After finding the line with "let combined_sql_script = args.combined_sql_script()?;" in the entries below, retype exactly each line from there through the line with "pub fn parse(input: &str)", including that final line.

(Collected data)
BEGIN
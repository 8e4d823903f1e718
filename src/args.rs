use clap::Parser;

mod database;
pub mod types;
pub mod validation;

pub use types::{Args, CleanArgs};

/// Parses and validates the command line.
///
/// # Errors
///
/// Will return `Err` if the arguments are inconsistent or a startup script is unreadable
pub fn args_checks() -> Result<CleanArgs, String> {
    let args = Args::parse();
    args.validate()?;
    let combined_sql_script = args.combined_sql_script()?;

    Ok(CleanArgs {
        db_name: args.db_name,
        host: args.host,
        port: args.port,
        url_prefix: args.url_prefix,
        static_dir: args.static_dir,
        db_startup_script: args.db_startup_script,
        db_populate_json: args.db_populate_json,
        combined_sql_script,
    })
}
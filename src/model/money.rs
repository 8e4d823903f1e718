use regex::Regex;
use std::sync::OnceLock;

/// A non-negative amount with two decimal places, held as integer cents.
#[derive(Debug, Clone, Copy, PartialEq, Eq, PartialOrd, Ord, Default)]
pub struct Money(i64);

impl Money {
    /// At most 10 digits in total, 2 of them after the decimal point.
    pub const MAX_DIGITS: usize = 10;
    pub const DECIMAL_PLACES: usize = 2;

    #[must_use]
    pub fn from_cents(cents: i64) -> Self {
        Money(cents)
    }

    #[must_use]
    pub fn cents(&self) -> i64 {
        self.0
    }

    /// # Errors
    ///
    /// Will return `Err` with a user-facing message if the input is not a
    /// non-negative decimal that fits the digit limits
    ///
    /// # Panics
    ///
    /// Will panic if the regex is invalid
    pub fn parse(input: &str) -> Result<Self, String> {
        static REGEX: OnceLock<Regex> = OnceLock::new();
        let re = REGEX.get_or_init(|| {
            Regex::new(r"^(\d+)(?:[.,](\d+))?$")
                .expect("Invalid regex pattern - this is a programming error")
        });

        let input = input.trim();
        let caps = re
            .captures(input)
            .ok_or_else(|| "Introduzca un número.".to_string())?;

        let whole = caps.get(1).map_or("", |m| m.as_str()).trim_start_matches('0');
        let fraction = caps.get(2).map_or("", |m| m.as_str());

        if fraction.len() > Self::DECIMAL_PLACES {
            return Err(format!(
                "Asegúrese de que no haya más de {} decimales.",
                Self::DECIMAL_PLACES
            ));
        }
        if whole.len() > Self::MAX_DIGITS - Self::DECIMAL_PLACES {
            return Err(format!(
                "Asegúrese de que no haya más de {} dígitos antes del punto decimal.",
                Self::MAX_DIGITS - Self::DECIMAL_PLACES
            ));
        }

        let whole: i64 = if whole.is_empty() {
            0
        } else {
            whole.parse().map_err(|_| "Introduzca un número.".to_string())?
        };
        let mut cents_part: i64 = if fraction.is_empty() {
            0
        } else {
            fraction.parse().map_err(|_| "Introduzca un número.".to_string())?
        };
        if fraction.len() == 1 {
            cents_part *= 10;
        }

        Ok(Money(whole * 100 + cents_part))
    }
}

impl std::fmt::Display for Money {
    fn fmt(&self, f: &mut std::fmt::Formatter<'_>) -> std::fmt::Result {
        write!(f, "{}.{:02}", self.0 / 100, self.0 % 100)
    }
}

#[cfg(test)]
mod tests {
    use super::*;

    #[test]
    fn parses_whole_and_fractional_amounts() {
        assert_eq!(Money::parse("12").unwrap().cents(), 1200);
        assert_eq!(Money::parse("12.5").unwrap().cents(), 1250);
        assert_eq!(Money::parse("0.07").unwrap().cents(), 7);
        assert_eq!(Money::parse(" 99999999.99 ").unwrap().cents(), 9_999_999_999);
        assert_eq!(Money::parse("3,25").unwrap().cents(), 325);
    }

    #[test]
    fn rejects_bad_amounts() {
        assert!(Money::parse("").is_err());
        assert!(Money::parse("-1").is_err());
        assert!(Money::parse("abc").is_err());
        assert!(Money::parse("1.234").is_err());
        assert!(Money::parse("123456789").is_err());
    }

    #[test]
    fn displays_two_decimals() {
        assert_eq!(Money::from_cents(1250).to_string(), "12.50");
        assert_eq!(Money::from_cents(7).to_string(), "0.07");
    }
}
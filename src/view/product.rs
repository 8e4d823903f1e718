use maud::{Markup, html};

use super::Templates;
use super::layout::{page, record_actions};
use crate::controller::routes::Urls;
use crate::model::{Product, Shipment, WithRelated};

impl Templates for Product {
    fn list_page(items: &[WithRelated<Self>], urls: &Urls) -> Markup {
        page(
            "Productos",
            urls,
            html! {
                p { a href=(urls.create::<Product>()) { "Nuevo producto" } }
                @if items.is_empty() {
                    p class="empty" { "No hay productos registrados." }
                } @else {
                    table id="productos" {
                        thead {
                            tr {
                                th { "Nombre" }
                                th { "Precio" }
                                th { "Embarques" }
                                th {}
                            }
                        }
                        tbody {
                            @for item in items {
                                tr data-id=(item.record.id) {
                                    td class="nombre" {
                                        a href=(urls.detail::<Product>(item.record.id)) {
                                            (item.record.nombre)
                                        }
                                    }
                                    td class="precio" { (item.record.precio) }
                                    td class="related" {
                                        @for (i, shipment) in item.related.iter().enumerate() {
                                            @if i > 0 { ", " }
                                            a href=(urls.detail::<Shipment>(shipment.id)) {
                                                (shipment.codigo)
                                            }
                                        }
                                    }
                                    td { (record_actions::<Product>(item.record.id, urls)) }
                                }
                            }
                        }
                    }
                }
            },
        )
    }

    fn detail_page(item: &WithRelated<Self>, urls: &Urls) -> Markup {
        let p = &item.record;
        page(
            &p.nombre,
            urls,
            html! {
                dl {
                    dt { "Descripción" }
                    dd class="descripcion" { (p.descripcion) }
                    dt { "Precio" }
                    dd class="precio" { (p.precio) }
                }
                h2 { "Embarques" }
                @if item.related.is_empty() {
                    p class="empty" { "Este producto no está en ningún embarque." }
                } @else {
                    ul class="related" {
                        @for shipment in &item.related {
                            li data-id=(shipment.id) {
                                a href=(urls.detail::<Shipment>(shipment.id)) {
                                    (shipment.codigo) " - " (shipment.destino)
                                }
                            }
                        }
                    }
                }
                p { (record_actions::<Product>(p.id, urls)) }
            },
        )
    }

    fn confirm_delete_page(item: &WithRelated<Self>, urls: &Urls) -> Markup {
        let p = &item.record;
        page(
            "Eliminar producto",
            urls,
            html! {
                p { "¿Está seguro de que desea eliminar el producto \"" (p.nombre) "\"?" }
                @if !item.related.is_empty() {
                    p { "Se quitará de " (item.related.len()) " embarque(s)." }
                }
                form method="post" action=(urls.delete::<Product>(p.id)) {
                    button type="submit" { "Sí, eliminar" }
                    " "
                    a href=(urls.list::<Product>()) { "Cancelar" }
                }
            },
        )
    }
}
END
Response —
    let combined_sql_script = args.combined_sql_script()?;

    Ok(CleanArgs {
        db_name: args.db_name,
        host: args.host,
        port: args.port,
        url_prefix: args.url_prefix,
        static_dir: args.static_dir,
        db_startup_script: args.db_startup_script,
        db_populate_json: args.db_populate_json,
        combined_sql_script,
    })
}
filename src/model/money.rs
repository 8e4d823903f1e718
use regex::Regex;
use std::sync::OnceLock;

/// A non-negative amount with two decimal places, held as integer cents.
#[derive(Debug, Clone, Copy, PartialEq, Eq, PartialOrd, Ord, Default)]
pub struct Money(i64);

impl Money {
    /// At most 10 digits in total, 2 of them after the decimal point.
    pub const MAX_DIGITS: usize = 10;
    pub const DECIMAL_PLACES: usize = 2;

    #[must_use]
    pub fn from_cents(cents: i64) -> Self {
        Money(cents)
    }

    #[must_use]
    pub fn cents(&self) -> i64 {
        self.0
    }

    /// # Errors
    ///
    /// Will return `Err` with a user-facing message if the input is not a
    /// non-negative decimal that fits the digit limits
    ///
    /// # Panics
    ///
    /// Will panic if the regex is invalid
    pub fn parse(input: &str) -> Result<Self, String> {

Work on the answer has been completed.